The basketball spring signing period begins next Wednesday. Not so coincidentally, the deadline for underclassmen to declare for the draft is next Tuesday.
Well, sort of.
The NCAA's deadline is April 10; the NBA's deadline, though, is April 29.
The disparity in dates has led at least one prominent college coach to point out that the NBA's date is the important one. That coach is Kentucky's John Calipari, who is awaiting word from five of his underclassmen on whether they're heading to the NBA.
Under the current system, a player could tell his school by April 10 that he is returning. He then could change his mind on April 28 and turn pro. The NCAA rule deals only with college eligibility, it has nothing to do with the NBA's deadline. The one sure thing: If a player is positive he wants to play college ball next season, he has to make his decision by April 10.
Calipari told reporters recently that the NBA's date is "the only one we're going to think about. So if [players] want to wait to make a decision by the [29th] when they have to by the NBA, that's when they'll make it. … I don't even know the other date, nor do I care."

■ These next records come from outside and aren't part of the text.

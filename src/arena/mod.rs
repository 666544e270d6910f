//! Address-range bookkeeping.
//!
//! - [`buddy`]: power-of-two buddy arena (split on allocate, coalesce on free)

pub mod buddy;

pub use buddy::{ArenaError, ArenaStats, BuddyArena, MAX_ARENA_ORDER};
//! Backing-store provider contract.
//!
//! A backing store is one block of device memory (e.g. a GPU-visible buffer)
//! identified by an opaque handle. The pool never looks inside a handle.

use std::fmt;

use thiserror::Error;

#[derive(Error, Debug, Clone, PartialEq, Eq)]
pub enum BackingStoreError {
    #[error("Device memory exhausted: cannot create a store of {requested} bytes")]
    OutOfDeviceMemory { requested: u64 },

    #[error("Unknown backing store {0}")]
    UnknownHandle(BackingHandle),

    #[error("Access of {len} bytes at offset {offset} is outside store {handle} ({size} bytes)")]
    OutOfBounds {
        handle: BackingHandle,
        offset: u64,
        len: u64,
        size: u64,
    },
}

/// Opaque identifier of one backing-store instance.
#[derive(Debug, Clone, Copy, PartialEq, Eq, Hash, PartialOrd, Ord)]
pub struct BackingHandle(pub u64);

impl fmt::Display for BackingHandle {
    fn fmt(&self, f: &mut fmt::Formatter<'_>) -> fmt::Result {
        write!(f, "#{}", self.0)
    }
}

/// Creates, destroys and maps backing stores.
pub trait BackingStoreProvider: Send + Sync {
    /// Create a store of `size` bytes.
    fn create(&self, size: u64) -> Result<BackingHandle, BackingStoreError>;

    /// Destroy a store. The pool only calls this once no GPU work can still
    /// reference it.
    fn destroy(&self, handle: BackingHandle);

    /// Current size of a store, `None` if the handle is unknown.
    fn size(&self, handle: BackingHandle) -> Option<u64>;

    /// Write through the CPU mapping.
    fn write(&self, handle: BackingHandle, offset: u64, data: &[u8])
        -> Result<(), BackingStoreError>;

    /// Read through the CPU mapping.
    fn read(&self, handle: BackingHandle, offset: u64, out: &mut [u8])
        -> Result<(), BackingStoreError>;
}
//! Frame-loop workload driver.
//!
//! Models a renderer: every frame a set of workers allocate transient
//! buffers, stamp them with a tag, and free buffers that have lived for
//! `lifetime_frames`. Each frame closes an epoch with a fence that a fake GPU
//! queue signals a few frames later, not necessarily in submission order.
//! A tag that changed before its buffer was freed means the pool handed the
//! same memory out twice.

use std::collections::VecDeque;
use std::sync::Arc;
use std::time::Duration;

use rand::rngs::StdRng;
use rand::seq::SliceRandom;
use rand::{Rng, SeedableRng};
use serde::Serialize;
use thiserror::Error;
use tracing::{debug, info, warn};

use crate::config::SimConfig;
use crate::gpu::fence::ManualFence;
use crate::pool::{AllocationToken, ChunkPool, PoolError, PoolStats, SharedPool};

/// Bytes of tag pattern written at the start of every allocation.
const TAG_BYTES: usize = 64;

#[derive(Error, Debug)]
pub enum SimError {
    #[error(transparent)]
    Pool(#[from] PoolError),

    #[error("Worker task failed: {0}")]
    Worker(#[from] tokio::task::JoinError),
}

/// Outcome of a simulation run.
#[derive(Debug, Clone, Serialize)]
pub struct SimReport {
    pub frames: u64,
    pub allocations: u64,
    pub frees: u64,
    /// Allocations refused with `OutOfMemory`.
    pub failed_allocations: u64,
    /// Tags found overwritten at free time.
    pub corrupted: u64,
    pub peak_backing_store_size: u64,
    /// Pool state after the last reclamation, before shutdown.
    pub final_stats: PoolStats,
}

#[derive(Debug, Default, Clone, Copy)]
struct FrameCounts {
    allocations: u64,
    frees: u64,
    failed: u64,
    corrupted: u64,
}

impl FrameCounts {
    fn add(&mut self, other: FrameCounts) {
        self.allocations += other.allocations;
        self.frees += other.frees;
        self.failed += other.failed;
        self.corrupted += other.corrupted;
    }
}

#[derive(Debug)]
struct LiveBuffer {
    frame: u64,
    token: AllocationToken,
    tag: u64,
}

/// Per-worker state, moved into a blocking task each frame and back.
#[derive(Debug)]
struct Worker {
    id: u64,
    rng: StdRng,
    live: VecDeque<LiveBuffer>,
    sequence: u64,
}

impl Worker {
    fn new(id: u64, seed: u64) -> Self {
        Self {
            id,
            rng: StdRng::seed_from_u64(seed.wrapping_add(id)),
            live: VecDeque::new(),
            sequence: 0,
        }
    }

    fn next_tag(&mut self) -> u64 {
        self.sequence += 1;
        (self.id << 48) | self.sequence
    }

    fn run_frame(
        &mut self,
        pool: &ChunkPool,
        frame: u64,
        config: &SimConfig,
    ) -> Result<FrameCounts, PoolError> {
        let mut counts = FrameCounts::default();

        while self
            .live
            .front()
            .is_some_and(|b| frame.saturating_sub(b.frame) >= config.lifetime_frames)
        {
            let Some(buffer) = self.live.pop_front() else {
                break;
            };
            counts.corrupted += u64::from(release(pool, buffer)?);
            counts.frees += 1;
        }

        for _ in 0..config.allocations_per_frame {
            let min = config.min_allocation.max(1);
            let size = self.rng.gen_range(min..=config.max_allocation.max(min));
            let alignment = config.alignments.choose(&mut self.rng).copied().unwrap_or(1);

            match pool.allocate(size, alignment) {
                Ok(token) => {
                    let tag = self.next_tag();
                    pool.write(&token, 0, &tag_pattern(tag, size))?;
                    self.live.push_back(LiveBuffer { frame, token, tag });
                    counts.allocations += 1;
                }
                Err(PoolError::OutOfMemory { .. }) => counts.failed += 1,
                Err(e) => return Err(e),
            }
        }

        Ok(counts)
    }

    /// Free everything still alive.
    fn drain(&mut self, pool: &ChunkPool) -> Result<FrameCounts, PoolError> {
        let mut counts = FrameCounts::default();
        while let Some(buffer) = self.live.pop_front() {
            counts.corrupted += u64::from(release(pool, buffer)?);
            counts.frees += 1;
        }
        Ok(counts)
    }
}

fn tag_pattern(tag: u64, size: u64) -> Vec<u8> {
    let words = [tag; TAG_BYTES / 8];
    let len = TAG_BYTES.min(size as usize);
    bytemuck::cast_slice::<u64, u8>(&words)[..len].to_vec()
}

/// Check the buffer's tag and hand it to the pool. Returns whether the tag
/// was corrupted.
fn release(pool: &ChunkPool, buffer: LiveBuffer) -> Result<bool, PoolError> {
    let expected = tag_pattern(buffer.tag, buffer.token.size());
    let mut actual = vec![0u8; expected.len()];
    pool.read(&buffer.token, 0, &mut actual)?;

    let corrupted = actual != expected;
    if corrupted {
        warn!(
            offset = buffer.token.global_offset(),
            size = buffer.token.size(),
            "Allocation tag overwritten while live"
        );
    }
    pool.deferred_free(buffer.token);
    Ok(corrupted)
}

/// Simulated GPU queue: fences signal once their due frame is reached.
#[derive(Debug, Default)]
struct GpuQueue {
    in_flight: Vec<(u64, Arc<ManualFence>)>,
}

impl GpuQueue {
    fn submit(&mut self, due_frame: u64, fence: Arc<ManualFence>) {
        self.in_flight.push((due_frame, fence));
    }

    /// Signal every fence due by `frame`, in random order.
    fn retire_due(&mut self, frame: u64, rng: &mut StdRng) -> usize {
        let (mut due, pending): (Vec<_>, Vec<_>) = std::mem::take(&mut self.in_flight)
            .into_iter()
            .partition(|(due, _)| *due <= frame);
        self.in_flight = pending;

        due.shuffle(rng);
        for (_, fence) in &due {
            fence.signal();
        }
        due.len()
    }

    fn signal_all(&mut self) {
        for (_, fence) in self.in_flight.drain(..) {
            fence.signal();
        }
    }
}

pub struct Simulator {
    pool: SharedPool,
    config: Arc<SimConfig>,
}

impl Simulator {
    pub fn new(pool: SharedPool, config: SimConfig) -> Self {
        Self {
            pool,
            config: Arc::new(config),
        }
    }

    /// Run every frame, then free everything and shut the pool down.
    pub async fn run(&self) -> Result<SimReport, SimError> {
        let config = &self.config;
        let mut workers: Vec<Worker> = (0..config.workers as u64)
            .map(|id| Worker::new(id, config.seed))
            .collect();
        let mut queue = GpuQueue::default();
        let mut queue_rng = StdRng::seed_from_u64(config.seed.rotate_left(17));

        let mut interval = (config.frame_interval_ms > 0)
            .then(|| tokio::time::interval(Duration::from_millis(config.frame_interval_ms)));

        let mut totals = FrameCounts::default();
        let mut peak = 0u64;

        info!(
            frames = config.frames,
            workers = config.workers,
            allocations_per_frame = config.allocations_per_frame,
            "Starting simulation"
        );

        for frame in 0..config.frames {
            if let Some(interval) = interval.as_mut() {
                interval.tick().await;
            }

            queue.retire_due(frame, &mut queue_rng);

            let mut handles = Vec::with_capacity(workers.len());
            for mut worker in workers.drain(..) {
                let pool = self.pool.clone();
                let config = self.config.clone();
                handles.push(tokio::task::spawn_blocking(move || {
                    let result = worker.run_frame(&pool, frame, &config);
                    (worker, result)
                }));
            }
            for handle in handles {
                let (worker, result) = handle.await?;
                workers.push(worker);
                totals.add(result?);
            }

            // Jittered latency lets a later epoch complete before an earlier one.
            let latency = config.gpu_latency_frames
                + queue_rng.gen_range(0..=config.gpu_latency_frames);
            let fence = ManualFence::new();
            queue.submit(frame + latency, fence.clone());
            let report = self.pool.end_epoch(fence);

            let stats = self.pool.stats();
            peak = peak.max(stats.backing_store_size);
            debug!(
                frame,
                reclaimed = report.reclaimed_allocations,
                pending = stats.pending_free_allocations,
                "Frame complete"
            );
            if frame > 0 && frame % 100 == 0 {
                info!(
                    frame,
                    backing_store_size = stats.backing_store_size,
                    utilization = format!("{:.1}%", stats.utilization() * 100.0),
                    growths = stats.growth_count,
                    "Simulation progress"
                );
            }
        }

        for worker in &mut workers {
            totals.add(worker.drain(&self.pool)?);
        }
        self.pool.end_epoch(ManualFence::signaled_now());
        queue.signal_all();
        // Every sealed bucket is signaled now.
        self.pool.end_epoch(ManualFence::signaled_now());

        self.pool.validate()?;
        let final_stats = self.pool.stats();
        peak = peak.max(final_stats.backing_store_size);

        let pool = self.pool.clone();
        let timeout = pool.config().shutdown_timeout();
        tokio::task::spawn_blocking(move || pool.shutdown(timeout)).await??;

        let report = SimReport {
            frames: config.frames,
            allocations: totals.allocations,
            frees: totals.frees,
            failed_allocations: totals.failed,
            corrupted: totals.corrupted,
            peak_backing_store_size: peak,
            final_stats,
        };
        info!(
            allocations = report.allocations,
            frees = report.frees,
            corrupted = report.corrupted,
            peak = report.peak_backing_store_size,
            "Simulation finished"
        );
        Ok(report)
    }
}
//! Fence-guarded release queue.
//!
//! Items wait here until the fence they were queued with signals. Each entry
//! is checked on its own, so a later fence signaling first releases its items
//! first. Shared by the garbage collector (freed allocations) and the growth
//! path (replaced backing stores).

use std::fmt;
use std::time::{Duration, Instant};

use crate::gpu::fence::SharedFence;

pub struct FencedQueue<T> {
    entries: Vec<(SharedFence, T)>,
}

impl<T> Default for FencedQueue<T> {
    fn default() -> Self {
        Self {
            entries: Vec::new(),
        }
    }
}

impl<T> FencedQueue<T> {
    pub fn new() -> Self {
        Self::default()
    }

    pub fn push(&mut self, fence: SharedFence, item: T) {
        self.entries.push((fence, item));
    }

    /// Remove and return every item whose fence has signaled. Never blocks.
    pub fn drain_signaled(&mut self) -> Vec<T> {
        let (ready, pending): (Vec<_>, Vec<_>) = std::mem::take(&mut self.entries)
            .into_iter()
            .partition(|(fence, _)| fence.signaled());
        self.entries = pending;
        ready.into_iter().map(|(_, item)| item).collect()
    }

    /// Wait until every fence signals or `timeout` elapses.
    ///
    /// Returns the number of fences still unsignaled.
    pub fn wait_all(&self, timeout: Duration) -> usize {
        self.wait_until(Instant::now() + timeout)
    }

    /// Like [`wait_all`](Self::wait_all) against an absolute deadline, so
    /// several queues can share one.
    pub fn wait_until(&self, deadline: Instant) -> usize {
        self.entries
            .iter()
            .filter(|(fence, _)| {
                let remaining = deadline.saturating_duration_since(Instant::now());
                !fence.client_wait(remaining)
            })
            .count()
    }

    /// Remove every item regardless of its fence.
    pub fn drain_all(&mut self) -> Vec<T> {
        std::mem::take(&mut self.entries)
            .into_iter()
            .map(|(_, item)| item)
            .collect()
    }

    pub fn iter(&self) -> impl Iterator<Item = &T> {
        self.entries.iter().map(|(_, item)| item)
    }

    pub fn len(&self) -> usize {
        self.entries.len()
    }

    pub fn is_empty(&self) -> bool {
        self.entries.is_empty()
    }
}

impl<T: fmt::Debug> fmt::Debug for FencedQueue<T> {
    fn fmt(&self, f: &mut fmt::Formatter<'_>) -> fmt::Result {
        f.debug_list()
            .entries(
                self.entries
                    .iter()
                    .map(|(fence, item)| (fence.signaled(), item)),
            )
            .finish()
    }
}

This is the first year of the new rule; the NCAA Division I Legislative Council adopted it last April. Last year, underclassmen had until May 8 to withdraw with their eligibility intact. One problem: NBA teams are prohibited from working out players before the league's official release of draft-eligible underclassmen.
Critics of the new rule point out that it's extremely difficult for players to get any real feedback from NBA teams: There is a draft advisory committee, but because of the lack of workouts, those recommendations are guesswork.